期刊
JOURNAL OF PHOTOCHEMISTRY AND PHOTOBIOLOGY A-CHEMISTRY
卷 180, 期 3, 页码 262-270出版社
ELSEVIER SCIENCE SA
DOI: 10.1016/j.jphotochem.2006.02.025
关键词
coherent spin control; matrix-isolated dihalogens; spin-orbit coupling; ultrashort laser pulses
Starting from a diatomics-in-molecules Hamiltonian description of the valence states Of Cl-2 embedded in an argon matrix, classical trajectory simulations are utilized to establish a one-dimensional model for the photodissociation dynamics in three selected singlet and triplet states which is valid during approximately 150 fs after Franck-Condon excitations, i.e. before the Cl atoms approach the neighbouring Ar atoms.

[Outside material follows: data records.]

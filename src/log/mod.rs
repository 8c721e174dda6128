//! Structured game log.
//!
//! Every command, effect step, prompt and perpetual firing appends a
//! [`LogEntry`] to the [`GameLog`] held on the game state. Entries above
//! the configured [`Verbosity`] are dropped at the call site, before the
//! message is formatted. The log is an `im::Vector`, so it is snapshotted
//! and rolled back together with the rest of the state.

use im::Vector;
use serde::{Deserialize, Serialize};

use crate::core::PlayerId;

/// How much detail the log keeps.
///
/// Ordered: a level records everything at or below itself.
#[derive(Clone, Copy, Debug, Default, PartialEq, Eq, PartialOrd, Ord, Hash, Serialize, Deserialize)]
pub enum Verbosity {
    /// Record nothing.
    Silent = 0,
    /// Turn boundaries and commands.
    Minimal = 1,
    /// Effects, prompts and answers.
    #[default]
    Normal = 2,
    /// Every step and perpetual firing, including skips.
    Verbose = 3,
}

#[derive(Clone, Copy, Debug, PartialEq, Eq, Hash, Serialize, Deserialize)]
pub enum LogCategory {
    Turn,
    Command,
    Effect,
    Choice,
    Trigger,
    Zone,
}

#[derive(Clone, Debug, PartialEq, Eq, Serialize, Deserialize)]
pub struct LogEntry {
    pub turn: u32,
    pub player: Option<PlayerId>,
    pub level: Verbosity,
    pub category: LogCategory,
    pub message: String,
}

#[derive(Clone, Debug, Default, PartialEq, Eq, Serialize, Deserialize)]
pub struct GameLog {
    verbosity: Verbosity,
    entries: Vector<LogEntry>,
}

impl GameLog {
    #[must_use]
    pub fn new(verbosity: Verbosity) -> Self {
        Self {
            verbosity,
            entries: Vector::new(),
        }
    }

    #[must_use]
    pub fn verbosity(&self) -> Verbosity {
        self.verbosity
    }

    /// Whether an entry at `level` would be kept.
    #[must_use]
    pub fn enabled(&self, level: Verbosity) -> bool {
        level != Verbosity::Silent && level <= self.verbosity
    }

    /// Append an entry. `message` is only evaluated when the level is enabled.
    pub fn record(
        &mut self,
        level: Verbosity,
        category: LogCategory,
        turn: u32,
        player: Option<PlayerId>,
        message: impl FnOnce() -> String,
    ) {
        if !self.enabled(level) {
            return;
        }
        self.entries.push_back(LogEntry {
            turn,
            player,
            level,
            category,
            message: message(),
        });
    }

    #[must_use]
    pub fn entries(&self) -> &Vector<LogEntry> {
        &self.entries
    }

    pub fn iter(&self) -> impl Iterator<Item = &LogEntry> {
        self.entries.iter()
    }

    /// Entries of one category, oldest first.
    pub fn by_category(&self, category: LogCategory) -> impl Iterator<Item = &LogEntry> {
        self.entries.iter().filter(move |e| e.category == category)
    }

    #[must_use]
    pub fn len(&self) -> usize {
        self.entries.len()
    }

    #[must_use]
    pub fn is_empty(&self) -> bool {
        self.entries.is_empty()
    }

    /// Drop every entry, keeping the verbosity.
    pub fn clear(&mut self) {
        self.entries.clear();
    }
}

Using this one-dimensional model which describes the dynamics of the Cl-Cl bond length in the frozen argon lattice we carry out quantum dynamics simulations of the laser pulse control of the electronic spin with fermosecond time resolution and sub-Angstrom spatial localization by means of simultaneous excitation of wave packets on the singlet and triplet potential curves starting from a vibrational superposition state in the electronic ground state. It is shown that the latter can be prepared by a pump-dump pulse sequence. (c) 2006 Elsevier B.V. All rights reserved.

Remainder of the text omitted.